▶ [Source data]:

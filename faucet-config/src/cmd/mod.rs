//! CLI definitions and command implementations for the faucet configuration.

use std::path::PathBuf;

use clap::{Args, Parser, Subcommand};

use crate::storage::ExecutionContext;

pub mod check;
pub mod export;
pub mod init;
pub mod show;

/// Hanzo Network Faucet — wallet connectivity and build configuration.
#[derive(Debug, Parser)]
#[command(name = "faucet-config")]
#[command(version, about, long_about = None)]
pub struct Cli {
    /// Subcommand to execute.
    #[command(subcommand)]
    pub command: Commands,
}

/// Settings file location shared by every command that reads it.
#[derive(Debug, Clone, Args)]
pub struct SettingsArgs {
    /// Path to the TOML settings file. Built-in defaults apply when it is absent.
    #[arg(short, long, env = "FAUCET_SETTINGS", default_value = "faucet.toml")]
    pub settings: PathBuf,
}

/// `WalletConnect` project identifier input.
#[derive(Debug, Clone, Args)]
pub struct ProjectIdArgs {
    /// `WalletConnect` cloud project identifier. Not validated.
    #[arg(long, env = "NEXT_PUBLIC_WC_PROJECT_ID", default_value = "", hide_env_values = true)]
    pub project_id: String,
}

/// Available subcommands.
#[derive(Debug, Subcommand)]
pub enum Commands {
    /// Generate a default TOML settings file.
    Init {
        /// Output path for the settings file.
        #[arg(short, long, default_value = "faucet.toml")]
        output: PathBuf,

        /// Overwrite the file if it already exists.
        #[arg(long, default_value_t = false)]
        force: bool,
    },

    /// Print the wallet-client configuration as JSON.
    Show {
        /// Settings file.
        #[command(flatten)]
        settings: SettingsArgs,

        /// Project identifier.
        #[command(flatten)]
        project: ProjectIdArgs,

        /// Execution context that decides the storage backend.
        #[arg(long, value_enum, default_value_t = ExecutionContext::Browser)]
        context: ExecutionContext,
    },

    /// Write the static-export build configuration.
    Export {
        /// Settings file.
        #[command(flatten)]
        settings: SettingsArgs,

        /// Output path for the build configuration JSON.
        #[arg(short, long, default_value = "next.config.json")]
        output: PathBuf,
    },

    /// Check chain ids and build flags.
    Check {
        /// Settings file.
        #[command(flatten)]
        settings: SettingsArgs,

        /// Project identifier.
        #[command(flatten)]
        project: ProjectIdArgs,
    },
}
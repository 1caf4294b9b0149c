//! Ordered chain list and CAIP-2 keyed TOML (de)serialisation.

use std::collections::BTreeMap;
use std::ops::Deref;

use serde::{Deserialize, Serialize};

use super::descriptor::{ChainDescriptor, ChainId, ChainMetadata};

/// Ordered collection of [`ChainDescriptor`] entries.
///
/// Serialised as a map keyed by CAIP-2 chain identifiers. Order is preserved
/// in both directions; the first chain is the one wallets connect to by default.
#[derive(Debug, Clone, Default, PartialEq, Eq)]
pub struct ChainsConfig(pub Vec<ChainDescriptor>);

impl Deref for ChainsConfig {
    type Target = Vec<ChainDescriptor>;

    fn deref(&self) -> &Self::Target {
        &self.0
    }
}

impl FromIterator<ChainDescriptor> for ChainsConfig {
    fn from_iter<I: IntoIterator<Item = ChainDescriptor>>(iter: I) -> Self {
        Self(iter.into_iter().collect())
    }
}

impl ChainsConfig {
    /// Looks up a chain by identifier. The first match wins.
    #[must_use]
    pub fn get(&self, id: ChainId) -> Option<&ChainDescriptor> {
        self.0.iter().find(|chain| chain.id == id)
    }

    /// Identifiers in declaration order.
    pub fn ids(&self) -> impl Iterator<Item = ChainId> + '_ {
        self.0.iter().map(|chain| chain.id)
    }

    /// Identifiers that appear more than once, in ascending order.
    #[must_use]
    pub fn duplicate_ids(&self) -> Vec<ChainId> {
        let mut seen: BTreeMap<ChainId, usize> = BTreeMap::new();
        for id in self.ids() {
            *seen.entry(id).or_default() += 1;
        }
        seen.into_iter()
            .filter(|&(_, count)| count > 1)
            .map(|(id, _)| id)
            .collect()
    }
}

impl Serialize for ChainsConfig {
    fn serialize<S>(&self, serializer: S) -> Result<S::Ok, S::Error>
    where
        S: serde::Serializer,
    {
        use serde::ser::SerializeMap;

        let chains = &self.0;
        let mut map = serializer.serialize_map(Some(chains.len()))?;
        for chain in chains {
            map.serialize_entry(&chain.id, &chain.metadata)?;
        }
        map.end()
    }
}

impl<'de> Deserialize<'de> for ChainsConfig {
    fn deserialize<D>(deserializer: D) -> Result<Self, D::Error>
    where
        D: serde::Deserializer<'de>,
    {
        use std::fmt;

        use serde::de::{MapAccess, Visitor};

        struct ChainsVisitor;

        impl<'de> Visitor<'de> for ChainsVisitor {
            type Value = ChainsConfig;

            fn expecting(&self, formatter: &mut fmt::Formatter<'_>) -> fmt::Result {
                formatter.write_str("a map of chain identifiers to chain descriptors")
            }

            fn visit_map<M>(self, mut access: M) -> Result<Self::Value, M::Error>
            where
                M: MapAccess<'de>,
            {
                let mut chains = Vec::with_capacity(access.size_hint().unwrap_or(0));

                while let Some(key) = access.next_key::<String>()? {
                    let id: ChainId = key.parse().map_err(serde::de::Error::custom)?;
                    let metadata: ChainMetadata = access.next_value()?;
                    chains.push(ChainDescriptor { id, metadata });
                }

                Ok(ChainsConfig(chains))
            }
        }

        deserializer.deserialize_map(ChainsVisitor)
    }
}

▶ [Directions for this task]: Go through the entries and copy every line with "Parser".

▶ [Result of the exercise]:
use clap::{Args, Parser, Subcommand};
#[derive(Debug, Parser)]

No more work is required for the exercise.